Founded by author, journalist, and former Gawker editor A.J. Daulerio in 2017, [The Small Bow](https://www.thesmallbow.com/) was initially launched as a solo newsletter project. Named after a passage in Charles Jackson’s “The Lost Weekend” - which describes a literary “almost-hero who bore too great a wound and too small a bow” - TSB set out to serve a community often overlooked by mainstream media: people in recovery.

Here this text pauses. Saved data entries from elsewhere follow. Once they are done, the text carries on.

#[cfg(test)]
mod tests {
    use super::*;
    use crate::gl_api::testing::FakeGl;
    use crate::surface::TargetView;
    use std::sync::atomic::AtomicU32;
    use std::sync::Mutex;

    #[derive(Default)]
    struct TestLoop {
        posted: Mutex<Vec<Box<dyn FnOnce() + Send>>>,
        redraws: AtomicU32,
    }

    impl HostLoop for TestLoop {
        fn post(&self, event: Box<dyn FnOnce() + Send>) {
            self.posted.lock().unwrap().push(event);
        }

        fn request_redraw(&self) {
            self.redraws.fetch_add(1, Ordering::SeqCst);
        }
    }

    impl TestLoop {
        fn drain(&self) {
            let events: Vec<_> = std::mem::take(&mut *self.posted.lock().unwrap());
            for event in events {
                event();
            }
        }
    }

    struct Recorder {
        handles: Arc<Mutex<Vec<SurfaceHandle>>>,
        frames: Arc<Mutex<Vec<TargetView>>>,
    }

    fn scheduler_with(
        options: SchedulerOptions,
    ) -> (FrameScheduler<FakeGl>, Arc<TestLoop>, Arc<DesiredSize>, Recorder) {
        let host = Arc::new(TestLoop::default());
        let desired = Arc::new(DesiredSize::default());
        let mut scheduler = FrameScheduler::new(
            FakeGl::default(),
            host.clone() as Arc<dyn HostLoop>,
            desired.clone(),
            options,
        );

        let handles = Arc::new(Mutex::new(Vec::new()));
        let frames = Arc::new(Mutex::new(Vec::new()));
        {
            let handles = Arc::clone(&handles);
            scheduler.set_on_ready(Arc::new(move |handle| handles.lock().unwrap().push(handle)));
        }
        {
            let frames = Arc::clone(&frames);
            scheduler.set_path(RenderPath::Direct(Box::new(move |view| {
                frames.lock().unwrap().push(view);
                Ok(())
            })));
        }
        (scheduler, host, desired, Recorder { handles, frames })
    }

    #[test]
    fn allocation_frame_never_renders() {
        let (mut scheduler, host, desired, rec) = scheduler_with(SchedulerOptions::default());
        desired.set(800, 600);

        scheduler.notify(RenderingStage::BeforeDraw);
        host.drain();
        assert_eq!(rec.handles.lock().unwrap().len(), 1, "handle issued");
        assert!(rec.frames.lock().unwrap().is_empty(), "no render on allocation frame");
        assert!(host.redraws.load(Ordering::SeqCst) >= 1, "follow-up frame requested");

        scheduler.notify(RenderingStage::BeforeDraw);
        let frames = rec.frames.lock().unwrap();
        assert_eq!(frames.len(), 1);
        assert_eq!((frames[0].width, frames[0].height), (800, 600));
    }

    #[test]
    fn resize_reissues_handle_then_renders_next_frame() {
        let (mut scheduler, host, desired, rec) = scheduler_with(SchedulerOptions::default());
        desired.set(800, 600);
        scheduler.notify(RenderingStage::BeforeDraw);
        scheduler.notify(RenderingStage::BeforeDraw);
        host.drain();
        let first = rec.handles.lock().unwrap()[0];

        desired.set(1024, 768);
        scheduler.notify(RenderingStage::BeforeDraw);
        host.drain();
        {
            let handles = rec.handles.lock().unwrap();
            assert_eq!(handles.len(), 2, "resize re-issues the handle");
            assert_ne!(handles[1].texture, first.texture);
            assert_eq!((handles[1].width, handles[1].height), (1024, 768));
        }
        assert_eq!(rec.frames.lock().unwrap().len(), 1, "resize frame skips rendering");

        scheduler.notify(RenderingStage::BeforeDraw);
        let frames = rec.frames.lock().unwrap();
        assert_eq!(frames.len(), 2);
        assert_eq!((frames[1].width, frames[1].height), (1024, 768));
    }

    #[test]
    fn extra_warmup_frames_are_skipped() {
        let (mut scheduler, _host, desired, rec) = scheduler_with(SchedulerOptions {
            warmup_frames: 2,
            ..SchedulerOptions::default()
        });
        desired.set(320, 240);

        for _ in 0..3 {
            scheduler.notify(RenderingStage::BeforeDraw);
            assert!(rec.frames.lock().unwrap().is_empty());
        }
        scheduler.notify(RenderingStage::BeforeDraw);
        assert_eq!(rec.frames.lock().unwrap().len(), 1);
    }

    #[test]
    fn desired_size_updates_are_never_torn() {
        let desired = Arc::new(DesiredSize::default());
        let writer = {
            let desired = Arc::clone(&desired);
            std::thread::spawn(move || {
                for i in 0..10_000u32 {
                    if i % 2 == 0 {
                        desired.set(100, 200);
                    } else {
                        desired.set(300, 400);
                    }
                }
            })
        };
        for _ in 0..10_000 {
            let pair = desired.get();
            assert!(
                matches!(pair, (0, 0) | (100, 200) | (300, 400)),
                "mixed pair observed: {pair:?}"
            );
        }
        writer.join().unwrap();
    }

    #[test]
    fn zero_size_frames_do_nothing() {
        let (mut scheduler, host, _desired, rec) = scheduler_with(SchedulerOptions::default());
        scheduler.notify(RenderingStage::BeforeDraw);
        host.drain();
        assert!(rec.handles.lock().unwrap().is_empty());
        assert!(rec.frames.lock().unwrap().is_empty());
        assert_eq!(scheduler.gl.live_handles(), 0);
    }

    #[test]
    fn after_draw_requests_next_frame() {
        let (mut scheduler, host, _desired, _rec) = scheduler_with(SchedulerOptions::default());
        scheduler.notify(RenderingStage::AfterDraw);
        assert_eq!(host.redraws.load(Ordering::SeqCst), 1);
    }

    #[test]
    fn teardown_releases_everything_and_recovers() {
        let (mut scheduler, host, desired, rec) = scheduler_with(SchedulerOptions::default());
        desired.set(800, 600);
        scheduler.notify(RenderingStage::BeforeDraw);
        assert_eq!(scheduler.gl.live_handles(), 3);

        scheduler.notify(RenderingStage::Teardown);
        assert_eq!(scheduler.gl.live_handles(), 0);

        scheduler.notify(RenderingStage::BeforeDraw);
        host.drain();
        assert_eq!(scheduler.gl.live_handles(), 3);
        assert_eq!(rec.handles.lock().unwrap().len(), 2, "fresh handle after teardown");
    }

    #[test]
    fn render_binds_target_then_restores_host_state() {
        let (mut scheduler, _host, desired, rec) = scheduler_with(SchedulerOptions::default());
        desired.set(640, 480);
        scheduler.notify(RenderingStage::BeforeDraw);

        scheduler.gl.bind_framebuffer(42);
        scheduler.gl.set_viewport([1, 2, 3, 4]);
        scheduler.gl.state.borrow_mut().framebuffer_binds.clear();

        scheduler.notify(RenderingStage::BeforeDraw);
        let frames = rec.frames.lock().unwrap();
        let binds = scheduler.gl.state.borrow().framebuffer_binds.clone();
        assert_eq!(binds, vec![frames[0].framebuffer, 42]);
        assert_eq!(scheduler.gl.state.borrow().viewport, [1, 2, 3, 4]);
    }

    #[test]
    fn callback_failure_restores_state_and_next_frame_renders() {
        let (mut scheduler, _host, desired, _rec) = scheduler_with(SchedulerOptions::default());
        let calls = Arc::new(AtomicU32::new(0));
        {
            let calls = Arc::clone(&calls);
            scheduler.set_path(RenderPath::Direct(Box::new(move |_view| {
                if calls.fetch_add(1, Ordering::SeqCst) == 0 {
                    anyhow::bail!("style failed to load");
                }
                Ok(())
            })));
        }
        desired.set(400, 300);
        scheduler.notify(RenderingStage::BeforeDraw);
        scheduler.notify(RenderingStage::BeforeDraw);
        scheduler.notify(RenderingStage::BeforeDraw);
        assert_eq!(calls.load(Ordering::SeqCst), 2, "failure did not stop the loop");
    }

    #[test]
    fn callback_panic_is_contained() {
        let (mut scheduler, _host, desired, _rec) = scheduler_with(SchedulerOptions::default());
        let calls = Arc::new(AtomicU32::new(0));
        {
            let calls = Arc::clone(&calls);
            scheduler.set_path(RenderPath::Direct(Box::new(move |_view| {
                if calls.fetch_add(1, Ordering::SeqCst) == 0 {
                    panic!("renderer blew up");
                }
                Ok(())
            })));
        }
        scheduler.gl.bind_framebuffer(7);
        desired.set(400, 300);
        scheduler.notify(RenderingStage::BeforeDraw);
        scheduler.notify(RenderingStage::BeforeDraw);
        assert_eq!(scheduler.gl.state.borrow().bound_framebuffer, 7, "binding restored after panic");
        scheduler.notify(RenderingStage::BeforeDraw);
        assert_eq!(calls.load(Ordering::SeqCst), 2, "panic did not wedge the scheduler");
    }

    #[test]
    fn strict_guard_skips_frame_on_dead_probe_target() {
        let (mut scheduler, _host, desired, rec) = scheduler_with(SchedulerOptions {
            guard_mode: GuardMode::Strict,
            ..SchedulerOptions::default()
        });
        scheduler.set_probe_targets(vec![std::ptr::null()]);
        desired.set(200, 200);
        scheduler.notify(RenderingStage::BeforeDraw);
        scheduler.notify(RenderingStage::BeforeDraw);
        assert!(rec.frames.lock().unwrap().is_empty(), "strict guard must skip");
    }

    #[test]
    fn warn_guard_renders_despite_dead_probe_target() {
        let (mut scheduler, _host, desired, rec) = scheduler_with(SchedulerOptions {
            guard_mode: GuardMode::Warn,
            ..SchedulerOptions::default()
        });
        scheduler.set_probe_targets(vec![std::ptr::null()]);
        desired.set(200, 200);
        scheduler.notify(RenderingStage::BeforeDraw);
        scheduler.notify(RenderingStage::BeforeDraw);
        assert_eq!(rec.frames.lock().unwrap().len(), 1);
    }

    struct CountingSubmit {
        submitted: Arc<Mutex<Vec<(u32, i32, i32)>>>,
    }

    impl Submit for CountingSubmit {
        fn submit(&self, texture: u32, width: i32, height: i32) {
            self.submitted.lock().unwrap().push((texture, width, height));
        }
    }

    #[test]
    fn queued_path_forwards_texture_and_size() {
        let (mut scheduler, _host, desired, _rec) = scheduler_with(SchedulerOptions::default());
        let submitted = Arc::new(Mutex::new(Vec::new()));
        scheduler.set_path(RenderPath::Queued(Box::new(CountingSubmit {
            submitted: Arc::clone(&submitted),
        })));
        desired.set(512, 256);
        scheduler.notify(RenderingStage::BeforeDraw);
        assert!(submitted.lock().unwrap().is_empty(), "allocation frame not submitted");
        scheduler.notify(RenderingStage::BeforeDraw);
        scheduler.notify(RenderingStage::BeforeDraw);

        let submitted = submitted.lock().unwrap();
        assert_eq!(submitted.len(), 2);
        let texture = scheduler.target.color_texture;
        assert_eq!(submitted[0], (texture, 512, 256));
    }
}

Today, TSB is far more than a newsletter. Daulerio and CEO Garrett Kamps, who joined in 2024, have grown it into a platform that encompasses a newsletter, a podcast, online recovery meetings, a Recovery Writing Workshop, rehab aftercare collaborations, and a full editorial team. Its community spans traditional recovery circles (AA, NA, Al-Anon) as well as a much broader group - what Kamps describes as “the grieving and/or lost, the broke and/or dejected, basically all manner of drunks, depressives, addicts, and other chronic sufferers-all trying to find some measure of emotional sobriety.”

TSB prides itself on publishing what it calls the best recovery writing on the planet. Its newsletter remains the heart and soul of the platform, and the editorial voice that Daulerio refined over the years continues to be its most celebrated asset. And now, a first book - The Small Book, an anthology of essays and reader check-ins from TSB’s first decade - is slated for January 2027.

## **Why The Small Bow Left Substack: Owning Your Audience vs. Renting It**

For years, The Small Bow operated on [Substack](https://www.beehiiv.com/comparisons/substack) - and on the surface, it worked. But as TSB’s ambitions grew, the cracks in Substack’s model became impossible to ignore.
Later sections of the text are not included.